Un cristo moreno, menudito e indiado, pendía de una cruz forrada con rosas de papel
desteñido. El resto del templo desnudo, gélido, miserable… menos un retablo enclavado
en el crucero, hacia la derecha. Ahí había un ascua parpadeante, solemne, que nacía
de velas y candilejas: el altarcillo exornado con un mantel blanquísimo, bordado
ricamente; esferas multicolores, ramos de verdura y florecillas montaraces, y arriba,
una imagen enmarcada en un cuadro de recia madera de mezquite, del que pendían manojos
de exvotos de plata…
¡Pero qué veían mis ojos…! Sí, era ella, nuestra Gioconda,
la imagen robada del “test” de la psicoanalista. Sí, no cabía duda, ahí estaba,
deificada y otorgando mercedes a su grey, como lo demostraba la argentina milagrería
que colgaba del ancho marco y el fervor con que aquella gente se postraba a sus
plantas.
Los fieles habían dado la espalda al cristo indiano
para entregar el rostro a la estampa florentina, de la que la mística se había prendido
con increíble fortaleza. Contemplé breves instantes aquel hecho, mas pronto me di
cuenta del peligro que yo corría, cuando aquella pequeña multitud se diera cuenta
de mi presencia y supusiera que venía a rescatar el cromo robado y llevarlo conmigo.
Di media vuelta y torné a la sacristía. Cuando el capellán advirtió mi turbación,
me habló del caso:
–Sí, amigo mío, es todo un acontecimiento pagano… Tanto
como usted, conozco el origen del cromo. Cuando llegué a este pueblo ya lo encontré
entronizado y en el acto traté de retirarlo de la iglesia, pero el intento se frustró
frente a una oposición que llegó a tener características agresivas. La llaman Nuestra
Señora de Nequetejé y aseguran que es milagrosa como ninguna advocación de la Virgen
Santísima; su culto se ha extendido entre los indígenas de muchas leguas a la redonda,
que vienen a verla en procesiones, en peregrinaciones nutridas y fervorosas; le
cantan loas frente a su altar y ejecutan en honor de ella danzas pintorescas.
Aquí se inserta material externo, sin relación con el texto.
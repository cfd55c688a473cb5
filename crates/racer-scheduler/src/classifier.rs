//! Response code -> control action.
//!
//! The table is fixed. Codes it does not list map to [`ControlAction::Abandon`]:
//! retrying on an unrecognized condition risks an anti-automation penalty
//! worse than missing the window.

use racer_core::FireResponse;

/// What a racing task does next after a reply.
#[derive(Debug, Clone, Copy, PartialEq, Eq, Hash)]
pub enum ControlAction {
    Success,
    /// Retry at once over the fallback path if one is available.
    RetrySwitchProxy,
    /// Retry on the direct path after a fixed delay.
    RetryBackoff,
    /// Stop racing this pair.
    Abandon,
}

/// Remote-assigned codes with known meaning.
pub mod codes {
    pub const ACCEPTED: i64 = 0;
    pub const PRECONDITION_BLOCKED: i64 = 412;
    pub const RATE_LIMITED: i64 = 429;
    pub const REQUEST_TOO_FREQUENT: i64 = -702;
    pub const OPERATION_TOO_FREQUENT: i64 = 76650;
    pub const WINDOW_NOT_OPEN: i64 = 75637;
    pub const ACCOUNT_QUOTA_EXHAUSTED: i64 = 76647;
    pub const CAPACITY_EXHAUSTED: i64 = 75574;
}

/// A code-0 reply only confirms the reservation when its message is this.
pub const CONFIRMED_MESSAGE: &str = "0";

pub fn classify(code: i64) -> ControlAction {
    match code {
        codes::ACCEPTED => ControlAction::Success,
        // 412 shares the 429 handling.
        codes::PRECONDITION_BLOCKED
        | codes::RATE_LIMITED
        | codes::REQUEST_TOO_FREQUENT
        | codes::OPERATION_TOO_FREQUENT
        | codes::WINDOW_NOT_OPEN => ControlAction::RetrySwitchProxy,
        codes::ACCOUNT_QUOTA_EXHAUSTED | codes::CAPACITY_EXHAUSTED => ControlAction::Abandon,
        _ => ControlAction::Abandon,
    }
}

/// Classify a decoded reply, treating undecodable or unconfirmed payloads
/// as transient.
pub fn interpret(response: &FireResponse) -> ControlAction {
    if response.is_unset() {
        return ControlAction::RetryBackoff;
    }
    match classify(response.code) {
        ControlAction::Success if response.message != CONFIRMED_MESSAGE => {
            ControlAction::RetryBackoff
        }
        action => action,
    }
}

/// Short human description of a code, for log lines.
pub fn describe(code: i64) -> &'static str {
    match code {
        codes::ACCEPTED => "accepted",
        codes::PRECONDITION_BLOCKED => "precondition failed, account or IP may be restricted",
        codes::RATE_LIMITED => "rate limited",
        codes::REQUEST_TOO_FREQUENT => "request frequency too high",
        codes::OPERATION_TOO_FREQUENT => "operation too frequent",
        codes::WINDOW_NOT_OPEN => "reservation window may not be open yet",
        codes::ACCOUNT_QUOTA_EXHAUSTED => "account reservation quota exhausted",
        codes::CAPACITY_EXHAUSTED => "reservation full, no refill",
        racer_core::UNSET_CODE => "reply did not decode",
        _ => "unrecognized code",
    }
}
Sienten
por el cromo devoción ciega que será muy difícil arrancarla de los corazones, a
riesgo de que en el intento se lesione un sentido generalizado y por eso respetable.
Ahora, débil de mí, soslayo el problema y me preparo para encauzar esa fe hacia
la verdad, un día, cuando el Señor me lo permita… Mientras tanto, los dejo en su
inocente error. ¡Si hago mal, que Dios me lo perdone!
Dentro de la capilla había brotado un coro de alabanzas
a la virgen pura e inmaculada. Mona Lisa, la casquivana, la jovial mujer del viejo
Zanobi el Giocondo, sonreía a esta nueva aventura, la más portentosa de su historia,
más sublime que aquella en que el genio de Da Vinci la iluminó con luces inmortales,
más extraordinaria que su sonado rapto del Museo del Louvre… Ahora, en Nequetejé,
hacía milagros y le atribuían, con la virginidad, ser madre de Dios.
En el laboratorio de México, la investigación pretendía
haber extractado en una cifra escueta, en un número muchas veces menor que la unidad,
toda la sustancia del hecho para ilustrar con él una conclusión científica, que
exhibiera ante propios y extraños el alma de los indios de México.
Mientras tanto, allá en Nequetejé, arden los cirios
del fervor y las lámparas alimentadas con la esencia de la esperanza.